This upcoming Friday/Saturday/Sunday is Memorial Day weekend, and New Yorkers especially will have plenty of options at their disposal. Here's a suggestion: the 6th annual Blip Festival.
You say you've never heard of the Blip Festival? Let me explain.
What's the Blip Festival?
Simply put, for the past five years, Blip Fest has become the grandest stage of them all as far 8-bit music is concerned. There have been several offshoots in Japan, Europe, and Australia. But Blip Fest New York, the original, is still considered the best.
It's basically where established giants from the world of chiptunes live up to their hype, and where the stars of tomorrow are discovered, all over the course of a sweaty and deafening three day span.
And what are chiptunes?
In a nutshell, Chiptunes are original music performed via old-school video game hardware.
One instrument of choice is the original Game Boy, which runs special music authoring software (Little Sound DJ is the most popular). The original NES is well-represented, along with slightly newer gear, like the SNES or Genesis, and sometimes truly classic platforms, including old Atari computers and Commodores.
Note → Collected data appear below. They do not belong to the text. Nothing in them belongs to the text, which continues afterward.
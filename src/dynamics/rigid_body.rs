//! The rigid-body state consumed by the joint solver.
//!
//! Bodies are owned by the outer physics step. The solver reads mass
//! properties and transforms from [`RigidBody`] snapshots when constraints
//! are initialized, and reads/writes velocities and positions through the
//! island arrays in [`SolverData`](crate::dynamics::solver::SolverData)
//! during solving.

use crate::math::{RecipOrZero, Rotation, Scalar, Vector};

/// An opaque handle identifying a rigid body.
///
/// The value is assigned by the caller and doubles as the index into the
/// caller's body storage.
#[derive(Clone, Copy, Debug, Default, PartialEq, Eq, PartialOrd, Ord, Hash)]
#[cfg_attr(feature = "serialize", derive(serde::Serialize, serde::Deserialize))]
pub struct BodyId(pub u32);

impl BodyId {
    /// Returns the handle as a `usize` index.
    #[inline]
    pub fn index(self) -> usize {
        self.0 as usize
    }
}

/// A snapshot of the rigid-body state the joint solver needs.
///
/// The linear and angular velocities are deliberately *not* stored here.
/// They live in the island's velocity arrays so that the hot solving loop
/// touches contiguous memory instead of chasing per-body references.
#[derive(Clone, Copy, Debug, PartialEq)]
pub struct RigidBody {
    /// The world-space position of the body origin.
    pub position: Vector,
    /// The world-space rotation of the body.
    pub rotation: Rotation,
    /// The inverse mass of the body. Zero for static bodies.
    pub inv_mass: Scalar,
    /// The inverse rotational inertia of the body. Zero for bodies that cannot rotate.
    pub inv_angular_inertia: Scalar,
    /// The center of mass in the body's local frame.
    ///
    /// Currently always the origin for bodies produced by the outer step,
    /// but carried explicitly so the anchor math stays correct if that changes.
    pub local_center: Vector,
    /// The island-local index of the body.
    ///
    /// Only stable for the current tick.
    pub island_index: usize,
}

impl Default for RigidBody {
    fn default() -> Self {
        Self::new()
    }
}

impl RigidBody {
    /// Creates a new static body at the origin.
    pub const fn new() -> Self {
        Self {
            position: Vector::ZERO,
            rotation: Rotation::IDENTITY,
            inv_mass: 0.0,
            inv_angular_inertia: 0.0,
            local_center: Vector::ZERO,
            island_index: 0,
        }
    }

    /// Sets the world-space position of the body.
    #[inline]
    pub fn with_position(mut self, position: Vector) -> Self {
        self.position = position;
        self
    }

    /// Sets the world-space rotation of the body.
    #[inline]
    pub fn with_rotation(mut self, rotation: Rotation) -> Self {
        self.rotation = rotation;
        self
    }

    /// Sets the mass of the body. A mass of zero makes the body static.
    #[inline]
    pub fn with_mass(mut self, mass: Scalar) -> Self {
        self.inv_mass = mass.recip_or_zero();
        self
    }

    /// Sets the rotational inertia of the body.
    /// An inertia of zero prevents the body from rotating.
    #[inline]
    pub fn with_angular_inertia(mut self, angular_inertia: Scalar) -> Self {
        self.inv_angular_inertia = angular_inertia.recip_or_zero();
        self
    }

    /// Sets the island-local index of the body.
    #[inline]
    pub fn with_island_index(mut self, island_index: usize) -> Self {
        self.island_index = island_index;
        self
    }

    /// Converts a point in the body's local frame to world space.
    #[inline]
    pub fn world_point(&self, local_point: Vector) -> Vector {
        self.position + self.rotation * local_point
    }

    /// Converts a world-space point to the body's local frame.
    #[inline]
    pub fn local_point(&self, world_point: Vector) -> Vector {
        self.rotation.inverse() * (world_point - self.position)
    }
}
One highlight of Blip Festival 2007 for many attendees was their first taste of Huoratron, from Finland. His late night set is still talked about with much reverence to this very day.
Some performers choose to add "real" instruments to the mix, while others simply rely upon an assortment of Game Boys. A few handhelds might lay down the basic beats, while another is manipulated on the spot for the live audience. This is where the performative aspects of chiptune music really kick in.
So... you're watching someone play a Game Boy on stage?
Yes. And it is awesome. As crazy as it sounds, this music simply sounds better live. It's also especially appropriate to experience chiptune music in New York City, since that's where the modern chip movement got its start.
The Blip Festival is the brainchild of Nullsleep and Bit Shifter, two NYC-based chip artists who founded 8bitpeoples, a collective that has unified and defined the contemporary chip scene. They teamed up with The Tank, an NYC-based non-profit founded in 2006 to provide a space for all kinds of emerging forms of art (including chiptunes).
There are now several regular chiptunes showcases across the tri-state area. But if you are going to just one chiptune event, Blip Festival should be it.
CONDOM is the portmanteau of Covox and Random, both from Sweden, who performed a special one-time only set at Blip Festival 2009. The project files were destroyed afterward, but at least footage of their now legendary set still exists.
Okay, I'm sold! But I'm woefully unfamiliar with chiptunes.
It doesn't matter. There's plenty of resources that will help you get up to speed (like the 8bitpeoples discography, and True Chip Till Death another great source for chip related news). But it's almost better to go in blindly.
Expect the unexpected. Many assume that everything will sound like a video game soundtrack, which is the biggest mistake one can make about 8-bit music. You'll be amazed by the range and depth of music that is made possible with simple beeps and boops.
Here are some names to keep pay attention to anyway: Nullsleep and Bit Shifter, the aforementioned godfathers of the NYC chip scene, along with several other hometown boys, like Zen Albatross and Infinity Shred. The latter used to be known as Starscream, but had to change their name when some goth band with the same (Transformers-inspired) moniker protested.
There's also George & Jonathan, whose 2010 "The Best Music" is still widely recognized as one of the best chiptunes releases in the past five years. Plus you have plenty of international talent, though the word on the street concerns Kodek, which marks the first time a chiptuner from Latvia will grace the Blip stage, and is expected to blow it up real good.
It's been a while since George & Jonathan has graced any stage in New York City, so their appearance at Blip Festival 2012 is high on many's list of must-not-miss sets.
Is the Blip Festival just music?
Nope. In addition to live music, there are several satellite events. Saturday afternoon is the book release party for Chiptography, by Marjorie Becker, who has become the most widely recognized and celebrated photographer of that world (one of her photos appears at the top of this post). It might also be the first published collection of chiptunes related photography, period.
On both Saturday and Sunday, workshops will teach festival-goers how to create chiptunes for themselves. Tonight (thursday) is an open mic, and on Monday is the after-party, which an impressive line-up of its own, including Luke Silas, aka Knife City, who is mostly known for being the drummer for the teen heartthrob/chiptunes sensation Anamanaguchi.
To find out more, as well as to purchase tickets for Blip Festival itself (for either each individual night, or three-day passes), simply head on over to the official Blip Festival website. And for those who can't make it, no worries, because Kotaku will be there to provide blow-by-blow reporting.